On nous pardonnera de ne pas nous attarder à discuter le premier système. Faire nommer les maires par tous les électeurs de la commune, s’exposer aux choix les plus bizarres et les plus fâcheux et créer en même temps à côté du conseil municipal et au-dessus de lui un pouvoir issu comme lui du suffrage universel, c’est se jeter de gaîté de cœur au-devant de tous les conflits et de toutes les complications. Peut-être faisons-nous injure au bon sens de ceux qui ont proposé ou proposent encore ce mode de nomination. Il est en effet probable qu’ils n’en sont pas dupes eux-mêmes. Ce n’est entre leurs mains qu’une arme d’opposition, et l’on n’aurait pas à craindre de les voir s’en servir s’ils arrivaient au pouvoir. — Le troisième système n’est qu’une variété du second ; c’est au fond et sous une forme adoucie la désignation du maire par le conseil municipal. A vrai dire, il n’y a donc que trois systèmes en présence, et sans doute ce seront les seuls qui seront sérieusement discutés devant les chambres.

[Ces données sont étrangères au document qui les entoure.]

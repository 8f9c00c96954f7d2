//! Pipeline analyzer that combines char filters, a tokenizer and token filters.
//!
//! Processing order:
//! 1. Char filters, in the order they were added
//! 2. Tokenizer
//! 3. Token filters, in the order they were added
//!
//! # Examples
//!
//! ```
//! use flare::analysis::analyzer::{Analyzer, PipelineAnalyzer};
//! use flare::analysis::tokenizer::regex::RegexTokenizer;
//! use flare::analysis::token_filter::lowercase::LowercaseFilter;
//! use flare::analysis::token_filter::stop::StopFilter;
//! use std::sync::Arc;
//!
//! let tokenizer = Arc::new(RegexTokenizer::new().unwrap());
//! let analyzer = PipelineAnalyzer::new(tokenizer)
//!     .add_filter(Arc::new(LowercaseFilter::new()))
//!     .add_filter(Arc::new(StopFilter::from_words(vec!["the", "and"])))
//!     .with_name("custom");
//!
//! let tokens: Vec<_> = analyzer.analyze("Smoke THE sky AND sirens").unwrap().collect();
//!
//! assert_eq!(tokens.len(), 3);
//! assert_eq!(tokens[0].text, "smoke");
//! assert_eq!(tokens[2].text, "sirens");
//! ```

use std::sync::Arc;

use crate::analysis::analyzer::Analyzer;
use crate::analysis::char_filter::CharFilter;
use crate::analysis::token::TokenStream;
use crate::analysis::token_filter::Filter;
use crate::analysis::tokenizer::Tokenizer;
use crate::error::Result;

/// A configurable analyzer that combines a tokenizer with a chain of filters.
#[derive(Clone)]
pub struct PipelineAnalyzer {
    tokenizer: Arc<dyn Tokenizer>,
    char_filters: Vec<Arc<dyn CharFilter>>,
    filters: Vec<Arc<dyn Filter>>,
    name: String,
}

impl PipelineAnalyzer {
    /// Create a new pipeline analyzer with the given tokenizer.
    pub fn new(tokenizer: Arc<dyn Tokenizer>) -> Self {
        PipelineAnalyzer {
            name: format!("pipeline_{}", tokenizer.name()),
            tokenizer,
            char_filters: Vec::new(),
            filters: Vec::new(),
        }
    }

    /// Add a char filter to the pipeline.
    pub fn add_char_filter(mut self, char_filter: Arc<dyn CharFilter>) -> Self {
        self.char_filters.push(char_filter);
        self
    }

    /// Add a filter to the pipeline.
    pub fn add_filter(mut self, filter: Arc<dyn Filter>) -> Self {
        self.filters.push(filter);
        self
    }

    /// Set a custom name for this analyzer.
    pub fn with_name<S: Into<String>>(mut self, name: S) -> Self {
        self.name = name.into();
        self
    }

    /// Get the configured name of this analyzer.
    pub fn pipeline_name(&self) -> &str {
        &self.name
    }

    /// Get the tokenizer used by this analyzer.
    pub fn tokenizer(&self) -> &Arc<dyn Tokenizer> {
        &self.tokenizer
    }

    /// Get the char filters used by this analyzer.
    pub fn char_filters(&self) -> &[Arc<dyn CharFilter>] {
        &self.char_filters
    }

    /// Get the filters used by this analyzer.
    pub fn filters(&self) -> &[Arc<dyn Filter>] {
        &self.filters
    }
}

impl Analyzer for PipelineAnalyzer {
    fn analyze(&self, text: &str) -> Result<TokenStream> {
        let mut tokens = if self.char_filters.is_empty() {
            self.tokenizer.tokenize(text)?
        } else {
            let mut filtered_text = text.to_string();
            for char_filter in &self.char_filters {
                filtered_text = char_filter.filter(&filtered_text);
            }
            self.tokenizer.tokenize(&filtered_text)?
        };

        for filter in &self.filters {
            tokens = filter.filter(tokens)?;
        }

        Ok(tokens)
    }

    fn name(&self) -> &'static str {
        "pipeline"
    }
}

impl std::fmt::Debug for PipelineAnalyzer {
    fn fmt(&self, f: &mut std::fmt::Formatter<'_>) -> std::fmt::Result {
        f.debug_struct("PipelineAnalyzer")
            .field("name", &self.name)
            .field("tokenizer", &self.tokenizer.name())
            .field(
                "char_filters",
                &self
                    .char_filters
                    .iter()
                    .map(|f| f.name())
                    .collect::<Vec<_>>(),
            )
            .field(
                "filters",
                &self.filters.iter().map(|f| f.name()).collect::<Vec<_>>(),
            )
            .finish()
    }
}

#[cfg(test)]
mod tests {
    use super::*;
    use crate::analysis::char_filter::pattern_replace::PatternReplaceCharFilter;
    use crate::analysis::token::Token;
    use crate::analysis::token_filter::lowercase::LowercaseFilter;
    use crate::analysis::token_filter::shingle::ShingleFilter;
    use crate::analysis::token_filter::stop::StopFilter;
    use crate::analysis::tokenizer::regex::RegexTokenizer;

    #[test]
    fn test_pipeline_analyzer() {
        let tokenizer = Arc::new(RegexTokenizer::new().unwrap());
        let analyzer = PipelineAnalyzer::new(tokenizer)
            .add_filter(Arc::new(LowercaseFilter::new()))
            .add_filter(Arc::new(StopFilter::from_words(vec!["the", "and"])));

        let tokens: Vec<Token> = analyzer
            .analyze("Flood THE valley AND town")
            .unwrap()
            .collect();

        assert_eq!(tokens.len(), 3);
        assert_eq!(tokens[0].text, "flood");
        assert_eq!(tokens[1].text, "valley");
        assert_eq!(tokens[2].text, "town");
    }

    #[test]
    fn test_pipeline_with_char_filter() {
        let tokenizer = Arc::new(RegexTokenizer::new().unwrap());
        let analyzer = PipelineAnalyzer::new(tokenizer)
            .add_char_filter(Arc::new(PatternReplaceCharFilter::urls().unwrap()))
            .add_filter(Arc::new(LowercaseFilter::new()));

        let tokens: Vec<String> = analyzer
            .analyze("Smoke http://t.co/abc123 everywhere")
            .unwrap()
            .map(|t| t.text)
            .collect();

        assert_eq!(tokens, vec!["smoke", "everywhere"]);
    }

    #[test]
    fn test_filters_apply_in_order() {
        // Shingles built after stop word removal join the surviving neighbours.
        let tokenizer = Arc::new(RegexTokenizer::new().unwrap());
        let analyzer = PipelineAnalyzer::new(tokenizer)
            .add_filter(Arc::new(LowercaseFilter::new()))
            .add_filter(Arc::new(StopFilter::new()))
            .add_filter(Arc::new(ShingleFilter::unigrams_and_bigrams()));

        let tokens: Vec<String> = analyzer
            .analyze("Fire in the forest")
            .unwrap()
            .map(|t| t.text)
            .collect();

        assert_eq!(tokens, vec!["fire", "fire forest", "forest"]);
    }

    #[test]
    fn test_debug_lists_components() {
        let tokenizer = Arc::new(RegexTokenizer::new().unwrap());
        let analyzer = PipelineAnalyzer::new(tokenizer)
            .add_filter(Arc::new(LowercaseFilter::new()))
            .with_name("debuggable");

        let debug = format!("{analyzer:?}");
        assert!(debug.contains("debuggable"));
        assert!(debug.contains("lowercase"));
        assert_eq!(analyzer.pipeline_name(), "debuggable");
    }
}
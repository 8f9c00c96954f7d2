//! Command implementations for the flare CLI.

use std::path::Path;

use anyhow::{Context, Result};
use tracing::info;

use crate::analysis::analyzer::TweetAnalyzer;
use crate::cli::args::*;
use crate::cli::output::*;
use crate::config::FlareConfig;
use crate::document::{ClassTokenStats, Corpus, CorpusSummary, data_source_for_path, write_submission};
use crate::ml::pipeline::{Pipeline, TrainedPipeline};

/// Execute a CLI command.
pub fn execute_command(args: &FlareArgs) -> Result<()> {
    match &args.command {
        Command::Train(train_args) => train(train_args, args),
        Command::Predict(predict_args) => predict(predict_args, args),
        Command::Stats(stats_args) => stats(stats_args, args),
    }
}

fn load_config(path: Option<&Path>) -> Result<FlareConfig> {
    match path {
        Some(path) => FlareConfig::from_file(path)
            .with_context(|| format!("failed to load config from {}", path.display())),
        None => Ok(FlareConfig::default()),
    }
}

fn load_corpus(path: &Path, require_target: bool) -> Result<Corpus> {
    data_source_for_path(path, require_target)
        .load(path)
        .with_context(|| format!("failed to load tweets from {}", path.display()))
}

fn to_weights(terms: Vec<(&str, f64)>) -> Vec<TermWeight> {
    terms
        .into_iter()
        .map(|(term, weight)| TermWeight {
            term: term.to_string(),
            weight,
        })
        .collect()
}

fn to_counts(tokens: Vec<(&str, usize)>) -> Vec<TokenCount> {
    tokens
        .into_iter()
        .map(|(token, count)| TokenCount {
            token: token.to_string(),
            count,
        })
        .collect()
}

/// Train a model and save it.
fn train(args: &TrainArgs, cli_args: &FlareArgs) -> Result<()> {
    let mut config = load_config(args.config.as_deref())?;
    if let Some(seed) = args.seed {
        config.split.seed = seed;
    }
    if let Some(fraction) = args.validation_fraction {
        config.split.validation_fraction = fraction;
    }
    if let Some(max_features) = args.max_features {
        config.vectorizer.max_features = max_features;
    }
    if args.stratify {
        config.split.stratify = true;
    }

    let corpus = load_corpus(&args.train_file, true)?;
    let labeled_documents = corpus.labeled().count();
    let trained = Pipeline::new(config)?
        .train(&corpus)
        .context("training failed")?;
    trained
        .save(&args.output)
        .with_context(|| format!("failed to save model to {}", args.output.display()))?;

    let validation_size = trained.evaluation().support();

    output_result(
        "Training complete",
        &TrainingSummary {
            model_path: args.output.display().to_string(),
            labeled_documents,
            vocabulary_size: trained.model().dimension(),
            train_size: labeled_documents - validation_size,
            validation_size,
            report: trained.report().clone(),
            evaluation: *trained.evaluation(),
            disaster_terms: to_weights(trained.top_terms(1, args.top_terms)?),
            non_disaster_terms: to_weights(trained.top_terms(0, args.top_terms)?),
        },
        cli_args,
    )
}

/// Label every tweet of a file and write a submission.
fn predict(args: &PredictArgs, cli_args: &FlareArgs) -> Result<()> {
    let trained = TrainedPipeline::load(&args.model)
        .with_context(|| format!("failed to load model from {}", args.model.display()))?;
    let corpus = load_corpus(&args.input, false)?;

    let texts = corpus.texts();
    let probabilities = trained.predict_proba_texts(&texts)?;
    let labels: Vec<u8> = probabilities.iter().map(|&p| u8::from(p >= 0.5)).collect();
    write_submission(&args.output, &corpus.ids(), &labels)
        .with_context(|| format!("failed to write submission to {}", args.output.display()))?;
    info!(predictions = labels.len(), "labeled tweets");

    let mean_probability = if probabilities.is_empty() {
        0.0
    } else {
        probabilities.iter().sum::<f64>() / probabilities.len() as f64
    };
    output_result(
        "Prediction complete",
        &PredictionSummary {
            model_path: args.model.display().to_string(),
            output_path: args.output.display().to_string(),
            predictions: labels.len(),
            predicted_disasters: labels.iter().filter(|&&l| l == 1).count(),
            mean_probability,
        },
        cli_args,
    )
}

/// Summarize a tweet file.
fn stats(args: &StatsArgs, cli_args: &FlareArgs) -> Result<()> {
    let config = load_config(args.config.as_deref())?;
    let corpus = load_corpus(&args.input, false)?;
    let analyzer = TweetAnalyzer::from_config(config.preprocessing)?;
    let token_stats = ClassTokenStats::from_corpus(&corpus, &analyzer)?;

    output_result(
        "Corpus statistics",
        &StatsSummary {
            summary: CorpusSummary::from_corpus(&corpus),
            top_disaster_tokens: to_counts(token_stats.top(1, args.top)),
            top_non_disaster_tokens: to_counts(token_stats.top(0, args.top)),
            top_tokens: to_counts(token_stats.top_overall(args.top)),
        },
        cli_args,
    )
}

#[cfg(test)]
mod tests {
    use std::fs;

    use clap::Parser;
    use tempfile::TempDir;

    use super::*;

    const TRAIN: &str = "\
id,keyword,location,text,target
1,,,Forest fire near La Ronge Sask. Canada,1
2,,,Residents asked to shelter in place as wildfire spreads,1
3,,,Flood waters rising fast downtown,1
4,,,Earthquake shakes the city,1
5,,,I love fruits and sunny mornings,0
6,,,Summer is lovely,0
7,,,My new phone arrived today,0
8,,,Baking bread this weekend,0
";

    #[test]
    fn test_train_then_predict() {
        let dir = TempDir::new().unwrap();
        let train_path = dir.path().join("train.csv");
        let test_path = dir.path().join("test.csv");
        let model_path = dir.path().join("model.json");
        let submission_path = dir.path().join("submission.csv");
        fs::write(&train_path, TRAIN).unwrap();
        fs::write(&test_path, "id,text\n10,wildfire near the city\n11,\n").unwrap();

        let train_args = FlareArgs::try_parse_from([
            "flare",
            "-q",
            "--format",
            "json",
            "train",
            train_path.to_str().unwrap(),
            "--output",
            model_path.to_str().unwrap(),
            "--validation-fraction",
            "0.25",
        ])
        .unwrap();
        execute_command(&train_args).unwrap();
        assert!(model_path.exists());

        let predict_args = FlareArgs::try_parse_from([
            "flare",
            "-q",
            "predict",
            model_path.to_str().unwrap(),
            test_path.to_str().unwrap(),
            "--output",
            submission_path.to_str().unwrap(),
        ])
        .unwrap();
        execute_command(&predict_args).unwrap();

        let submission = fs::read_to_string(&submission_path).unwrap();
        let lines: Vec<&str> = submission.lines().collect();
        assert_eq!(lines[0], "id,target");
        assert_eq!(lines.len(), 3);
        assert!(lines[1].starts_with("10,"));
        assert!(lines[2].starts_with("11,"));
    }

    #[test]
    fn test_stats_command() {
        let dir = TempDir::new().unwrap();
        let path = dir.path().join("train.csv");
        fs::write(&path, TRAIN).unwrap();

        let args = FlareArgs::try_parse_from([
            "flare",
            "-q",
            "stats",
            path.to_str().unwrap(),
            "--top",
            "3",
        ])
        .unwrap();
        assert!(execute_command(&args).is_ok());
    }

    #[test]
    fn test_missing_training_file() {
        let args = FlareArgs::try_parse_from(["flare", "-q", "train", "/nonexistent/train.csv"]).unwrap();
        let err = execute_command(&args).unwrap_err();
        assert!(err.to_string().contains("failed to load tweets"));
    }
}
//! Binary classification metrics, with class 1 (disaster) as the positive class.

use std::fmt;

use serde::{Deserialize, Serialize};

use crate::error::{FlareError, Result};
use crate::ml::check_binary_labels;

/// F1 score plus the confusion counts it was derived from.
#[derive(Debug, Clone, Copy, PartialEq, Serialize, Deserialize)]
pub struct MetricResult {
    pub true_positives: usize,
    pub false_positives: usize,
    pub true_negatives: usize,
    pub false_negatives: usize,
    pub precision: f64,
    pub recall: f64,
    pub f1: f64,
    pub accuracy: f64,
}

impl MetricResult {
    /// Derive the ratios from confusion counts.
    ///
    /// A ratio with a zero denominator is 0, and F1 is 0 when precision and
    /// recall are both 0.
    pub fn from_counts(
        true_positives: usize,
        false_positives: usize,
        true_negatives: usize,
        false_negatives: usize,
    ) -> Self {
        let precision = ratio(true_positives, true_positives + false_positives);
        let recall = ratio(true_positives, true_positives + false_negatives);
        let f1 = if precision + recall > 0.0 {
            2.0 * precision * recall / (precision + recall)
        } else {
            0.0
        };
        let total = true_positives + false_positives + true_negatives + false_negatives;
        Self {
            true_positives,
            false_positives,
            true_negatives,
            false_negatives,
            precision,
            recall,
            f1,
            accuracy: ratio(true_positives + true_negatives, total),
        }
    }

    /// Number of scored examples.
    pub fn support(&self) -> usize {
        self.true_positives + self.false_positives + self.true_negatives + self.false_negatives
    }
}

impl fmt::Display for MetricResult {
    fn fmt(&self, f: &mut fmt::Formatter<'_>) -> fmt::Result {
        write!(
            f,
            "f1={:.4} precision={:.4} recall={:.4} accuracy={:.4} (tp={} fp={} tn={} fn={})",
            self.f1,
            self.precision,
            self.recall,
            self.accuracy,
            self.true_positives,
            self.false_positives,
            self.true_negatives,
            self.false_negatives
        )
    }
}

fn ratio(numerator: usize, denominator: usize) -> f64 {
    if denominator == 0 {
        0.0
    } else {
        numerator as f64 / denominator as f64
    }
}

/// Score predicted labels against the truth.
///
/// # Errors
///
/// Returns [`FlareError::InvalidLabel`] if the sequences differ in length or
/// contain anything other than 0 and 1.
pub fn score(predicted: &[u8], truth: &[u8]) -> Result<MetricResult> {
    if predicted.len() != truth.len() {
        return Err(FlareError::invalid_label(format!(
            "{} predictions for {} true labels",
            predicted.len(),
            truth.len()
        )));
    }
    check_binary_labels(predicted)?;
    check_binary_labels(truth)?;

    let (mut tp, mut fp, mut tn, mut fn_) = (0, 0, 0, 0);
    for (&p, &t) in predicted.iter().zip(truth) {
        match (p, t) {
            (1, 1) => tp += 1,
            (1, _) => fp += 1,
            (_, 1) => fn_ += 1,
            _ => tn += 1,
        }
    }
    Ok(MetricResult::from_counts(tp, fp, tn, fn_))
}
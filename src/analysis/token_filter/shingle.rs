//! Shingle (word n-gram) filter implementation.
//!
//! Joins adjacent surviving tokens into word n-grams so the vectorizer can
//! weigh phrases such as "forest fire" separately from their words. Tokens
//! removed by an earlier stop filter leave no gap: the words around them
//! become adjacent.

use crate::analysis::token::{Token, TokenStream};
use crate::analysis::token_filter::Filter;
use crate::error::{FlareError, Result};

/// Longest shingle, in words, a filter may build.
pub const MAX_SHINGLE_SIZE: usize = 8;

/// A filter that emits word n-grams of `min_size..=max_size` words.
///
/// For every start position the filter emits, in order, the n-grams of
/// increasing size that start there. With `min_size == 1` the original
/// token comes first, so "fire forest" becomes `fire`, `fire forest`,
/// `forest`. Stopped tokens pass through untouched and never join a shingle.
///
/// # Examples
///
/// ```
/// use flare::analysis::token_filter::Filter;
/// use flare::analysis::token_filter::shingle::ShingleFilter;
/// use flare::analysis::token::Token;
///
/// let filter = ShingleFilter::new(1, 2).unwrap();
/// let tokens = vec![Token::new("wildfire", 0), Token::new("spreading", 1)];
/// let texts: Vec<_> = filter.filter(Box::new(tokens.into_iter()))
///     .unwrap()
///     .map(|t| t.text)
///     .collect();
///
/// assert_eq!(texts, vec!["wildfire", "wildfire spreading", "spreading"]);
/// ```
#[derive(Clone, Debug)]
pub struct ShingleFilter {
    /// Minimum number of words per shingle
    min_size: usize,
    /// Maximum number of words per shingle
    max_size: usize,
    /// Separator placed between joined words
    separator: String,
}

impl ShingleFilter {
    /// Create a new shingle filter.
    ///
    /// # Errors
    ///
    /// Returns an error if `min_size` is 0, `max_size` is less than `min_size`
    /// or `max_size` exceeds [`MAX_SHINGLE_SIZE`].
    pub fn new(min_size: usize, max_size: usize) -> Result<Self> {
        if min_size == 0 {
            return Err(FlareError::analysis("min_size must be at least 1"));
        }
        if max_size < min_size {
            return Err(FlareError::analysis(format!(
                "max_size ({max_size}) must be >= min_size ({min_size})"
            )));
        }
        if max_size > MAX_SHINGLE_SIZE {
            return Err(FlareError::analysis(format!(
                "max_size ({max_size}) must be at most {MAX_SHINGLE_SIZE}"
            )));
        }
        Ok(Self {
            min_size,
            max_size,
            separator: " ".to_string(),
        })
    }

    /// Unigrams and bigrams.
    pub fn unigrams_and_bigrams() -> Self {
        Self {
            min_size: 1,
            max_size: 2,
            separator: " ".to_string(),
        }
    }

    /// Use a custom separator between words.
    pub fn with_separator<S: Into<String>>(mut self, separator: S) -> Self {
        self.separator = separator.into();
        self
    }

    /// Get the minimum shingle size.
    pub fn min_size(&self) -> usize {
        self.min_size
    }

    /// Get the maximum shingle size.
    pub fn max_size(&self) -> usize {
        self.max_size
    }

    fn join(&self, words: &[Token], position: usize) -> Token {
        let text = words
            .iter()
            .map(|t| t.text.as_str())
            .collect::<Vec<_>>()
            .join(&self.separator);
        let first = &words[0];
        let last = &words[words.len() - 1];
        Token::with_offsets(text, position, first.start_offset, last.end_offset)
            .with_position_length(words.len())
    }
}

impl Filter for ShingleFilter {
    fn filter(&self, tokens: TokenStream) -> Result<TokenStream> {
        let (words, stopped): (Vec<Token>, Vec<Token>) =
            tokens.partition(|token| !token.is_stopped());

        let mut output = Vec::with_capacity(words.len() + stopped.len());
        for start in 0..words.len() {
            for size in self.min_size..=self.max_size {
                let end = start + size;
                if end > words.len() {
                    break;
                }
                if size == 1 {
                    output.push(words[start].clone());
                } else {
                    output.push(self.join(&words[start..end], words[start].position));
                }
            }
        }
        output.extend(stopped);

        Ok(Box::new(output.into_iter()))
    }

    fn name(&self) -> &'static str {
        "shingle"
    }
}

La nomination du maire par le conseil municipal a été soutenue par de graves et éminens esprits, parmi lesquels il suffit de citer M. le duc de Broglie, dans un livre posthume que nous avons déjà cité. Il est incontestable qu’un corps délibérant, comme un conseil municipal, de quelque façon qu’il soit composé d’ailleurs, a beaucoup plus d’aptitude à faire une pareille désignation qu’une masse électorale qui s’adresse toujours en pareil cas au nom le plus populaire, et, dans les grands centres, le plus retentissant.